## BRIEF:
If a line in the records below holds the word "true", copy it.

====== DATA SUPPLIED

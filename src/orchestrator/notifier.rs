use futures_util::future::join_all;
use parking_lot::Mutex;
use std::sync::Arc;
use tokio::task::JoinHandle;

use super::interventions::{InterventionKind, InterventionQueue};
use crate::collaborators::{NotificationKind, NotificationSink};
use crate::domain::customer::UserId;
use crate::domain::order::OrderId;
use crate::metrics::Metrics;
use crate::utils::{retry_on_transient, RetryConfig, RetryResult};

/// Fire-and-forget delivery. Each notification runs on its own task with its
/// own retry budget; exhausted deliveries are parked on the intervention
/// queue and never reach the caller.
pub struct Notifier {
    sink: Arc<dyn NotificationSink>,
    retry: RetryConfig,
    interventions: Arc<InterventionQueue>,
    metrics: Arc<Metrics>,
    pending: Mutex<Vec<JoinHandle<()>>>,
}

impl Notifier {
    pub fn new(
        sink: Arc<dyn NotificationSink>,
        retry: RetryConfig,
        interventions: Arc<InterventionQueue>,
        metrics: Arc<Metrics>,
    ) -> Self {
        Self {
            sink,
            retry,
            interventions,
            metrics,
            pending: Mutex::new(Vec::new()),
        }
    }

    pub fn dispatch(
        &self,
        order_id: OrderId,
        user_id: UserId,
        kind: NotificationKind,
        payload: serde_json::Value,
    ) {
        let sink = self.sink.clone();
        let retry = self.retry.clone();
        let interventions = self.interventions.clone();
        let metrics = self.metrics.clone();

        let handle = tokio::spawn(async move {
            let outcome = retry_on_transient(&retry, "notify", |attempt| {
                metrics.record_retry_attempt("notify", attempt);
                let sink = sink.clone();
                let payload = payload.clone();
                async move { sink.notify(user_id, kind, payload).await }
            })
            .await;

            match outcome {
                RetryResult::Success { attempts, .. } => {
                    metrics.record_notification(kind.as_str(), true);
                    tracing::debug!(order_id = %order_id, kind = kind.as_str(), attempts, "Notification delivered");
                }
                RetryResult::Exhausted { error, attempts } | RetryResult::Permanent { error, attempts } => {
                    metrics.record_notification(kind.as_str(), false);
                    metrics.record_intervention(InterventionKind::Notification.as_str());
                    interventions.push(
                        order_id,
                        InterventionKind::Notification,
                        serde_json::json!({
                            "user_id": user_id.to_string(),
                            "kind": kind.as_str(),
                            "payload": payload,
                        }),
                        error.to_string(),
                        attempts,
                    );
                }
            }
        });

        let mut pending = self.pending.lock();
        pending.retain(|h| !h.is_finished());
        pending.push(handle);
    }

    /// Wait for every notification dispatched so far
    pub async fn flush(&self) {
        let handles = std::mem::take(&mut *self.pending.lock());
        for result in join_all(handles).await {
            if let Err(e) = result {
                tracing::warn!(error = %e, "Notification task did not complete");
            }
        }
    }
}
use async_trait::async_trait;
use serde::{Deserialize, Serialize};
use std::sync::Arc;

use crate::domain::customer::{Address, PaymentMethod, RiskTier, UserId};
use crate::domain::order::{LineItem, Money, OrderId, ProductId, TrackingRef, TransactionId};
use crate::utils::IsTransient;

pub mod memory;

// ============================================================================
// External Collaborators
// ============================================================================
//
// The engine consumes these contracts and never implements them for real
// backends. Every call is a suspension point and may fail; transient errors
// are eligible for retry, `Rejected` is final.
//
// ============================================================================

#[derive(Debug, Clone, PartialEq, thiserror::Error)]
pub enum CollaboratorError {
    #[error("{service} unavailable: {message}")]
    Unavailable { service: &'static str, message: String },

    #[error("{service} timed out")]
    Timeout { service: &'static str },

    #[error("{service} rejected the request: {message}")]
    Rejected { service: &'static str, message: String },
}

impl CollaboratorError {
    pub fn unavailable(service: &'static str, message: impl Into<String>) -> Self {
        Self::Unavailable {
            service,
            message: message.into(),
        }
    }

    pub fn rejected(service: &'static str, message: impl Into<String>) -> Self {
        Self::Rejected {
            service,
            message: message.into(),
        }
    }
}

impl IsTransient for CollaboratorError {
    fn is_transient(&self) -> bool {
        !matches!(self, CollaboratorError::Rejected { .. })
    }
}

/// Answer to a charge request. `success == false` is a decline.
#[derive(Debug, Clone, PartialEq, Serialize, Deserialize)]
pub struct ChargeReceipt {
    pub success: bool,
    pub transaction_id: Option<TransactionId>,
    pub message: String,
}

impl ChargeReceipt {
    pub fn approved(transaction_id: TransactionId) -> Self {
        Self {
            success: true,
            transaction_id: Some(transaction_id),
            message: "approved".to_string(),
        }
    }

    pub fn declined(message: impl Into<String>) -> Self {
        Self {
            success: false,
            transaction_id: None,
            message: message.into(),
        }
    }
}

#[async_trait]
pub trait PaymentGateway: Send + Sync {
    async fn charge(
        &self,
        order_id: OrderId,
        user_id: UserId,
        amount: Money,
        method: PaymentMethod,
    ) -> Result<ChargeReceipt, CollaboratorError>;

    async fn refund(&self, transaction_id: &TransactionId, amount: Money) -> Result<(), CollaboratorError>;
}

#[async_trait]
pub trait InventoryStore: Send + Sync {
    async fn check_available(&self, product_id: &ProductId, quantity: u32) -> Result<bool, CollaboratorError>;

    /// All-or-nothing hold on the given lines
    async fn reserve(&self, items: &[LineItem]) -> Result<bool, CollaboratorError>;

    /// Return held or deducted stock
    async fn release(&self, items: &[LineItem]) -> Result<(), CollaboratorError>;

    /// Convert a reservation into a permanent stock decrement
    async fn deduct(&self, items: &[LineItem]) -> Result<(), CollaboratorError>;
}

#[async_trait]
pub trait FulfillmentProvider: Send + Sync {
    async fn create_shipment(
        &self,
        order_id: OrderId,
        destination: &Address,
        items: &[LineItem],
    ) -> Result<TrackingRef, CollaboratorError>;

    async fn cancel_shipment(&self, tracking_ref: &TrackingRef) -> Result<(), CollaboratorError>;
}

#[derive(Debug, Clone, Copy, PartialEq, Eq, Hash, Serialize, Deserialize)]
pub enum NotificationKind {
    OrderPaid,
    OrderShipped,
    OrderDelivered,
    OrderCancelled,
    OrderReturned,
}

impl NotificationKind {
    pub fn as_str(&self) -> &'static str {
        match self {
            NotificationKind::OrderPaid => "order_paid",
            NotificationKind::OrderShipped => "order_shipped",
            NotificationKind::OrderDelivered => "order_delivered",
            NotificationKind::OrderCancelled => "order_cancelled",
            NotificationKind::OrderReturned => "order_returned",
        }
    }
}

/// Best-effort delivery; the engine never waits on it for lifecycle decisions
#[async_trait]
pub trait NotificationSink: Send + Sync {
    async fn notify(
        &self,
        user_id: UserId,
        kind: NotificationKind,
        payload: serde_json::Value,
    ) -> Result<(), CollaboratorError>;
}

#[async_trait]
pub trait RiskScorer: Send + Sync {
    async fn score_user(&self, user_id: UserId) -> Result<RiskTier, CollaboratorError>;
}

/// The full set of backends one engine instance talks to
#[derive(Clone)]
pub struct Collaborators {
    pub payments: Arc<dyn PaymentGateway>,
    pub inventory: Arc<dyn InventoryStore>,
    pub fulfillment: Arc<dyn FulfillmentProvider>,
    pub notifications: Arc<dyn NotificationSink>,
    pub risk: Arc<dyn RiskScorer>,
}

============

## PROBLEM SOLUTION:
                    metrics.record_notification(kind.as_str(), true);
            success: true,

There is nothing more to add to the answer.